Calls are frequently arranged in doubles – or, in the case of larger casts, quartets; two actors or four actors coming out simultaneously. This gets your company on stage in an expedient manner and reduces the length of curtain-calls which can often be tiring on an audience who feel bludgeoned into protracted applause when all they really want to do is gather up their coats and avoid the inevitable traffic jams. But leading players expect that they will be given a solo curtain-call and clearly, if you are presenting Hamlet or Lear, Tartuffe or Tamburlaine, Hedda or Medea, they are fully entitled to it. But what if you are presenting an all-star version of “The Importance of Being Ernest” and your Lady Bracknell is a celebrated character-actress and your Cecily and Gwendolyn are well-known TV personalities? Should one persist in believing that Jack and Algernon are really the leads and that therefore, they should appear last?

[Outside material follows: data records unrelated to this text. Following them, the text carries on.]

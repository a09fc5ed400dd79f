use axum::{
    http::StatusCode,
    response::{IntoResponse, Response},
    Json,
};
use chrono::Utc;
use rust_decimal::Decimal;
use sea_orm::error::DbErr;
use serde::{Deserialize, Serialize};
use uuid::Uuid;

/// Error body returned by every handler.
#[derive(Debug, Serialize, Deserialize)]
pub struct ErrorResponse {
    /// HTTP status category (e.g., "Not Found", "Bad Request")
    pub error: String,
    /// Human-readable error description
    pub message: String,
    /// ISO 8601 timestamp when the error occurred
    pub timestamp: String,
}

#[derive(Debug, thiserror::Error)]
pub enum ServiceError {
    #[error("Database error: {0}")]
    DatabaseError(#[from] DbErr),

    #[error("Not found: {0}")]
    NotFound(String),

    #[error("Validation error: {0}")]
    ValidationError(String),

    #[error("Invalid operation: {0}")]
    InvalidOperation(String),

    #[error("Insufficient inventory. Available: {available}, Required: {required}")]
    InsufficientInventory {
        available: Decimal,
        required: Decimal,
    },

    #[error("Order {0} is locked and cannot be modified")]
    OrderLocked(Uuid),

    #[error("Order {0} predates the ledger migration and is read-only")]
    HistoricalOrderImmutable(Uuid),

    #[error("Invalid status: {0}")]
    InvalidStatus(String),

    #[error("Concurrent modification: {0}")]
    ConcurrentModification(Uuid),

    /// Defensive check that must never fire while the row-lock discipline
    /// holds. Treated as a fatal bug, not a retryable condition.
    #[error("Negative inventory invariant violated for item {item}: balance {balance}")]
    NegativeInventoryInvariant { item: Uuid, balance: Decimal },

    #[error("Event error: {0}")]
    EventError(String),

    #[error("Internal error: {0}")]
    InternalError(String),

    #[error("Other error: {0}")]
    Other(#[from] anyhow::Error),
}

impl From<validator::ValidationErrors> for ServiceError {
    fn from(err: validator::ValidationErrors) -> Self {
        ServiceError::ValidationError(err.to_string())
    }
}

pub trait IntoDbErr {
    fn into_db_err(self) -> DbErr;
}

impl IntoDbErr for DbErr {
    fn into_db_err(self) -> DbErr {
        self
    }
}

impl IntoDbErr for String {
    fn into_db_err(self) -> DbErr {
        DbErr::Custom(self)
    }
}

impl IntoDbErr for &str {
    fn into_db_err(self) -> DbErr {
        DbErr::Custom(self.to_string())
    }
}

impl ServiceError {
    /// Generic constructor that normalizes any supported database error input.
    pub fn db_error<E: IntoDbErr>(error: E) -> Self {
        ServiceError::DatabaseError(error.into_db_err())
    }

    /// Returns the HTTP status code for this error.
    /// This is the single source of truth for error-to-status mapping.
    pub fn status_code(&self) -> StatusCode {
        match self {
            Self::DatabaseError(_)
            | Self::EventError(_)
            | Self::InternalError(_)
            | Self::NegativeInventoryInvariant { .. }
            | Self::Other(_) => StatusCode::INTERNAL_SERVER_ERROR,
            Self::NotFound(_) => StatusCode::NOT_FOUND,
            Self::ValidationError(_) | Self::InvalidOperation(_) | Self::InvalidStatus(_) => {
                StatusCode::BAD_REQUEST
            }
            Self::InsufficientInventory { .. } => StatusCode::UNPROCESSABLE_ENTITY,
            Self::OrderLocked(_)
            | Self::HistoricalOrderImmutable(_)
            | Self::ConcurrentModification(_) => StatusCode::CONFLICT,
        }
    }

    /// Returns the error message suitable for HTTP responses. Internal
    /// failures collapse to a generic message so storage details never leak.
    pub fn response_message(&self) -> String {
        match self {
            Self::DatabaseError(_) => "Database error".to_string(),
            Self::EventError(_) | Self::InternalError(_) | Self::Other(_) => {
                "Internal server error".to_string()
            }
            Self::NegativeInventoryInvariant { .. } => "Internal server error".to_string(),
            other => other.to_string(),
        }
    }
}

impl IntoResponse for ServiceError {
    fn into_response(self) -> Response {
        let status = self.status_code();
        let body = ErrorResponse {
            error: status
                .canonical_reason()
                .unwrap_or("Unknown Error")
                .to_string(),
            message: self.response_message(),
            timestamp: Utc::now().to_rfc3339(),
        };
        (status, Json(body)).into_response()
    }
}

The simple solution to pecking-order problems of that sort is to bring the principals out altogether - half from one side of the stage and half from the other – to have an ensemble call. Let each artist individually step forward for their solo call and then gather them all up again, for a final group call. If, as everyone claims, theatre is a collaborative art, collective curtain-calls make the most sense.
These may seem to be infantile quibbles but they are not perceived that way by the players. They have an importance for them which directors do not always grasp. It is their time with the public or, as they perceive it, their public and, in regard to the performance of that play on that night, they are absolutely right. It is their interaction with the spectators that constitutes the show and it is only proper that at the end the two parties directly involved should commune.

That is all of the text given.